Seemueller’s engineering aptitude was key in designing an adapter for the masks.

To be effective, masks must include high-level viral filters and be perfectly sealed, both of which can be accomplished by using an adaptor that a 3D printer can spit out. Those are being printed at ODU and distributed to all Sentara facilities and locally to combat a potential shortage.

“We can equip people with perfect type seal masks that are far superior to what they are using currently,” Seemueller said.

The Kellam High graduate didn’t grow up wanting to be part of a medical team. He found the TCC program after earning a bachelor’s in philosophy from Radford University. He considered law school but found himself instead drawn to a profession that blends technical expertise with medical care.
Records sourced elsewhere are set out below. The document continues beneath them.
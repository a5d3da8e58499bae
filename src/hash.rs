//! 64-bit MurmurHash2-A, used to fingerprint command lines for the build log.

use byteorder::{ByteOrder, LE};

const SEED: u64 = 0xdecafbaddecafbad;
const M: u64 = 0xc6a4a7935bd1e995;
const R: u32 = 47;

/// Calculate the 'Murmur 64A' hash of `key`.
///
/// The seed and constants are part of the on-disk build log format: the
/// result of this function is persisted as hex, and must stay stable across
/// runs and machines.
pub fn murmur_hash_64a(key: &[u8]) -> u64 {
	let mut h = SEED ^ M.wrapping_mul(key.len() as u64);
	let mut iter = key.chunks_exact(8);
	for part in &mut iter {
		let k = M.wrapping_mul(LE::read_u64(part));
		h = M.wrapping_mul(h ^ M.wrapping_mul(k ^ k >> R));
	}
	let part = iter.remainder();
	if !part.is_empty() {
		h = M.wrapping_mul(h ^ LE::read_uint(part, part.len()));
	}
	h = M.wrapping_mul(h ^ h >> R);
	h ^ h >> R
}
“I like the marriage of the two,” he said.

He touts the passion of program head Denise Bieszczad – who taught his father, Bob, also a respiratory therapist. “She pours her heart and soul into the program and she could not have prepared me any better,” he said.

Simulations, which allow mistakes with Android patients as opposed to real people, helped Seemueller master the clinical rotations he completed at Riverside Regional, Naval Medical Center in Portsmouth, Chesapeake Regional, Sentara Bayside, Sentara Virginia Beach General and Norfolk General.

“The clinical hours prepare you for what the job is all about,” he said.

Often that means seeing people on the worst day of their lives. “It’s bittersweet sometimes; we’re in a narrow section of the healthcare process,” Seemueller said. “We don’t always know the end result.

“But sometimes you’ll have family members remember you a year or two later and say how helpful you were. When that happens, it means a lot.”

TCC loaning ventilators and donating supplies to help fight COVID-19

From loaning ventilators to donating boxes of supplies, Tidewater Community College is supporting area health professionals in the battle against COVID-19.

TCC’s Respiratory Therapy program loaned 11 ventilators to Sentara Healthcare on March 31. Housed in the Regional Health Professions Center on the Virginia Beach Campus, the ventilators are used in simulation labs that are hands-on classrooms for respiratory therapy students.

“It’s a small part that we can play to make a difference,” said Denise Bieszczad, program head for Respiratory Therapy, which will graduate 14 from the program, all of whom already have jobs in the field.

Bieszczad, who’s been at TCC for nearly four decades, taught many of the respiratory therapists working in Hampton Roads’ major health systems today, who she said, “are in the front lines of fighting COVID-19.” In fact, it was TCC graduate Steve Sibole, director of Patient Care Services at Sentara, who reached out to Bieszczad asking if the college had any ventilators to loan.

“We were happy to do our part,” said Bieszczad, who also offered to loan ventilators to Bon Secours, another of TCC’s regional partners.

Boxes of supplies headed to Sentara Healthcare, one of five major healthcare systems in Hampton Roads receiving donations from TCC.

In addition, on April 1, TCC’s Center for Workforce Solutions donated 500 pairs of gloves, 500 procedure masks, 100 surgical shields, 50 poly gowns and 50 isolation gowns to each of the five major health systems in Hampton Roads (Sentara, Bon Secours, Children’s Hospital of the King’s Daughters, Lake Taylor, Chesapeake Regional).

The supplies were leftover inventory from nurse aide, clinical medical assisting and other workforce instructional programs.

WAVY, WTKR and 13News Now each featured stories about TCC’s efforts.